**Exercise requirements:** From the entries below, copy every line that holds the word "find".

(Collected data)
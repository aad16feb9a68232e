use std::fmt;
use std::fs;
use std::hash::Hash;
use std::path::Path;

use serde::Deserialize;
use tracing::warn;

use crate::error::RegistryError;
use crate::models::ParameterSchema;

/// A closed set of intents an application routes to.
///
/// Implemented by a plain enum so the dispatch site can `match` exhaustively.
pub trait IntentLabel: Copy + Eq + Hash + fmt::Debug + Send + Sync + 'static {
    fn name(self) -> &'static str;

    fn parse(value: &str) -> Option<Self>;

    fn parameter_schema(self) -> Option<ParameterSchema> {
        None
    }
}

#[derive(Debug, Clone, PartialEq)]
pub struct Intent<L> {
    pub label: L,
    pub reference_phrases: Vec<String>,
    pub parameter_schema: Option<ParameterSchema>,
}

impl<L: IntentLabel> Intent<L> {
    /// Builds an intent, taking the label's own parameter schema if it declares one.
    pub fn new<I, S>(label: L, reference_phrases: I) -> Self
    where
        I: IntoIterator<Item = S>,
        S: Into<String>,
    {
        Self {
            label,
            reference_phrases: reference_phrases.into_iter().map(Into::into).collect(),
            parameter_schema: label.parameter_schema(),
        }
    }

    pub fn with_schema(mut self, schema: ParameterSchema) -> Self {
        self.parameter_schema = Some(schema);
        self
    }

    pub fn name(&self) -> &'static str {
        self.label.name()
    }
}

#[derive(Debug, Deserialize)]
struct LabeledPhrase {
    text: String,
    intent: String,
}

/// Intents in registration order. Built once at startup and shared read-only.
#[derive(Debug, Clone)]
pub struct IntentRegistry<L> {
    namespace: Option<String>,
    intents: Vec<Intent<L>>,
}

impl<L: IntentLabel> Default for IntentRegistry<L> {
    fn default() -> Self {
        Self::new()
    }
}

impl<L: IntentLabel> IntentRegistry<L> {
    pub fn new() -> Self {
        Self {
            namespace: None,
            intents: Vec::new(),
        }
    }

    /// A registry whose classification results are tagged with `namespace`.
    pub fn with_namespace(namespace: impl Into<String>) -> Self {
        Self {
            namespace: Some(namespace.into()),
            intents: Vec::new(),
        }
    }

    pub fn namespace(&self) -> Option<&str> {
        self.namespace.as_deref()
    }

    pub fn register(&mut self, intent: Intent<L>) -> Result<(), RegistryError> {
        if self
            .intents
            .iter()
            .any(|existing| existing.name() == intent.name())
        {
            return Err(RegistryError::DuplicateIntent {
                name: intent.name().to_string(),
            });
        }

        self.intents.push(intent);
        Ok(())
    }

    pub fn all(&self) -> impl Iterator<Item = &Intent<L>> + '_ {
        self.intents.iter()
    }

    pub fn get(&self, label: L) -> Option<&Intent<L>> {
        self.intents.iter().find(|intent| intent.label == label)
    }

    pub fn len(&self) -> usize {
        self.intents.len()
    }

    pub fn is_empty(&self) -> bool {
        self.intents.is_empty()
    }

    /// Loads `{"intent": "...", "text": "..."}` lines. Intents are registered in the
    /// order their first phrase appears; lines with unknown intent names are skipped.
    pub fn from_jsonl(
        path: impl AsRef<Path>,
        namespace: Option<String>,
    ) -> Result<Self, RegistryError> {
        let path = path.as_ref();
        let raw = fs::read_to_string(path).map_err(|source| RegistryError::Io {
            path: path.display().to_string(),
            source,
        })?;

        let mut grouped: Vec<(L, Vec<String>)> = Vec::new();
        for (idx, line) in raw.lines().enumerate() {
            let line = line.trim();
            if line.is_empty() {
                continue;
            }

            let phrase: LabeledPhrase = serde_json::from_str(line)
                .map_err(|source| RegistryError::Parse {
                    line: idx + 1,
                    source,
                })?;
            let Some(label) = L::parse(&phrase.intent) else {
                warn!(line = idx + 1, intent = %phrase.intent, "skipping phrase for unknown intent");
                continue;
            };

            match grouped.iter_mut().find(|(existing, _)| *existing == label) {
                Some((_, phrases)) => phrases.push(phrase.text),
                None => grouped.push((label, vec![phrase.text])),
            }
        }

        if grouped.is_empty() {
            return Err(RegistryError::Empty {
                path: path.display().to_string(),
            });
        }

        let mut registry = Self {
            namespace,
            intents: Vec::new(),
        };
        for (label, phrases) in grouped {
            registry.register(Intent::new(label, phrases))?;
        }
        Ok(registry)
    }
}
use std::sync::Arc;

use prism_core::{
    normalize_text, ClassificationResult, ClassifierError, IntentLabel, IntentRegistry, MIN_SCORE,
};
use prism_similarity::SimilarityBackend;
use tracing::debug;

use crate::IntentClassifier;

/// Nearest-reference-phrase classifier.
///
/// Each intent scores as its best reference phrase; the best intent wins, earlier
/// registrations winning ties. A winner under the threshold is reported as `none`
/// with its score kept.
pub struct SemanticClassifier<L, B> {
    registry: Arc<IntentRegistry<L>>,
    backend: B,
    threshold: f32,
}

impl<L, B> SemanticClassifier<L, B>
where
    L: IntentLabel,
    B: SimilarityBackend,
{
    pub fn new(registry: Arc<IntentRegistry<L>>, backend: B) -> Self {
        let threshold = backend.default_threshold();
        Self {
            registry,
            backend,
            threshold,
        }
    }

    pub fn with_threshold(mut self, threshold: f32) -> Self {
        self.threshold = threshold.clamp(0.0, 1.0);
        self
    }

    pub fn threshold(&self) -> f32 {
        self.threshold
    }

    pub fn registry(&self) -> &IntentRegistry<L> {
        &self.registry
    }

    pub fn backend(&self) -> &B {
        &self.backend
    }
}

impl<L, B> IntentClassifier for SemanticClassifier<L, B>
where
    L: IntentLabel,
    B: SimilarityBackend,
{
    type Label = L;

    async fn classify(&self, text: &str) -> Result<ClassificationResult<L>, ClassifierError> {
        let namespace = self.registry.namespace();
        let normalized = normalize_text(text);
        if normalized.is_empty() || self.registry.is_empty() {
            return Ok(ClassificationResult::none(MIN_SCORE, text, namespace));
        }

        let mut best: Option<(L, f32)> = None;
        for intent in self.registry.all() {
            let scores = self
                .backend
                .similarities(&normalized, &intent.reference_phrases)
                .await
                .map_err(|error| ClassifierError::Unavailable {
                    backend: self.backend.name().to_string(),
                    reason: error.reason,
                })?;

            // NaN scores fold away against the 0.0 seed
            let top = scores.into_iter().fold(MIN_SCORE, f32::max).min(1.0);
            debug!(intent = intent.name(), score = top, "intent scored");

            if best.map_or(true, |(_, best_score)| top > best_score) {
                best = Some((intent.label, top));
            }
        }

        Ok(match best {
            Some((label, score)) if score >= self.threshold => {
                ClassificationResult::matched(label, score, text, namespace)
            }
            Some((_, score)) => ClassificationResult::none(score, text, namespace),
            None => ClassificationResult::none(MIN_SCORE, text, namespace),
        })
    }
}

**Response area:**
        self.intents.iter().find(|intent| intent.label == label)
            match grouped.iter_mut().find(|(existing, _)| *existing == label) {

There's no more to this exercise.